#### Records for the exercise:
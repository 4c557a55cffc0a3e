use crate::core::handle_race::{handle_participant_race, RaceResources, RunPars};
use crate::core::lobby::Participant;
use crate::error::{RaceError, ValidationError};
use crate::interfaces::event_sink::{TaggedEvent, TaggingSink};
use crate::post::race_result::ParticipantOutcome;
use flume::Sender;
use std::any::Any;
use std::panic::{catch_unwind, AssertUnwindSafe};
use std::sync::Barrier;
use std::time::Instant;

/// LobbyRace is the state shared by all participant units of one lobby race.
struct LobbyRace<'a> {
    lobby_id: &'a str,
    track_id: &'a str,
    resources: RaceResources<'a>,
    run_pars: RunPars,
    events: Option<Sender<TaggedEvent>>,
    start_barrier: Barrier,
}

impl<'a> LobbyRace<'a> {
    /// Runs the race of one participant. Every error and panic is turned into a failed outcome
    /// of this participant, so sibling units are never affected.
    fn run_participant(&self, idx: usize, participant: &Participant) -> ParticipantOutcome {
        // no simulation clock starts before every unit arrived here
        self.start_barrier.wait();
        let t_start = Instant::now();

        let span = tracing::info_span!(
            "participant",
            lobby_id = self.lobby_id,
            user_id = %participant.user_id
        );
        let _enter = span.enter();

        let run_pars = RunPars {
            rng_seed: self.run_pars.rng_seed.wrapping_add(idx as u64),
            ..self.run_pars
        };
        let sink = Box::new(TaggingSink::new(
            &participant.user_id,
            &participant.display_name,
            self.events.to_owned(),
        ));

        let result = catch_unwind(AssertUnwindSafe(|| {
            handle_participant_race(self.resources, participant, self.track_id, run_pars, sink)
        }));

        match result {
            Ok(Ok(report)) => {
                tracing::info!(
                    "{} finished in {:.2}s with {} incidents (simulated in {}ms)",
                    participant.display_name,
                    report.summary.total_time,
                    report.summary.incident_count,
                    t_start.elapsed().as_millis()
                );
                ParticipantOutcome::finished(&participant.user_id, &participant.display_name, report)
            }
            Ok(Err(e)) => {
                tracing::warn!("{} failed: {}", participant.display_name, e);
                ParticipantOutcome::failed(&participant.user_id, &participant.display_name, e)
            }
            Err(panic) => {
                let e = RaceError::SimulationFault(panic_message(&*panic));
                tracing::warn!("{} crashed: {}", participant.display_name, e);
                ParticipantOutcome::failed(&participant.user_id, &participant.display_name, e)
            }
        }
    }
}

/// handle_lobby_race simulates the races of all participants concurrently on the same track.
/// Each participant gets its own unit of work on a dedicated worker pool, its own engine and its
/// own incident seed (`rng_seed + index`). All units rendezvous on a barrier before simulating.
/// The function returns once every unit finished or failed; the outcomes are in completion
/// order.
pub fn handle_lobby_race(
    lobby_id: &str,
    track_id: &str,
    participants: Vec<Participant>,
    resources: RaceResources,
    run_pars: RunPars,
    events: Option<Sender<TaggedEvent>>,
) -> Result<Vec<ParticipantOutcome>, RaceError> {
    let no_participants = participants.len();
    if no_participants < 2 {
        return Err(ValidationError::NotEnoughParticipants {
            lobby_id: lobby_id.to_owned(),
            count: no_participants,
        }
        .into());
    }

    // every unit blocks a worker at the barrier, one spare worker runs the scope itself
    let pool = rayon::ThreadPoolBuilder::new()
        .num_threads(no_participants + 1)
        .thread_name(|i| format!("lobby-worker-{}", i))
        .build()
        .map_err(|e| RaceError::SimulationFault(format!("could not build worker pool: {}", e)))?;

    let race = LobbyRace {
        lobby_id,
        track_id,
        resources,
        run_pars,
        events,
        start_barrier: Barrier::new(no_participants),
    };

    tracing::info!(
        lobby_id,
        track_id,
        "starting lobby race with {} participants",
        no_participants
    );

    let (tx_outcome, rx_outcome) = flume::unbounded();

    pool.scope(|s| {
        for (idx, participant) in participants.iter().enumerate() {
            let race = &race;
            let tx_outcome = tx_outcome.to_owned();
            s.spawn(move |_| {
                let outcome = race.run_participant(idx, participant);
                if tx_outcome.send(outcome).is_err() {
                    tracing::error!("outcome receiver dropped before the race finished");
                }
            });
        }
    });
    drop(tx_outcome);

    let outcomes: Vec<ParticipantOutcome> = rx_outcome.drain().collect();
    if outcomes.len() != no_participants {
        return Err(RaceError::SimulationFault(format!(
            "expected {} outcomes, received {}",
            no_participants,
            outcomes.len()
        )));
    }

    let no_failed = outcomes.iter().filter(|o| o.error().is_some()).count();
    tracing::info!(
        lobby_id,
        "lobby race finished, {} of {} participants failed",
        no_failed,
        no_participants
    );

    Ok(outcomes)
}

fn panic_message(panic: &(dyn Any + Send)) -> String {
    if let Some(msg) = panic.downcast_ref::<&str>() {
        format!("participant race panicked: {}", msg)
    } else if let Some(msg) = panic.downcast_ref::<String>() {
        format!("participant race panicked: {}", msg)
    } else {
        "participant race panicked".to_owned()
    }
}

#### Assigned task:
From the data above, work out how many lines hold "before". Answer with the number alone.

#### Task result:
3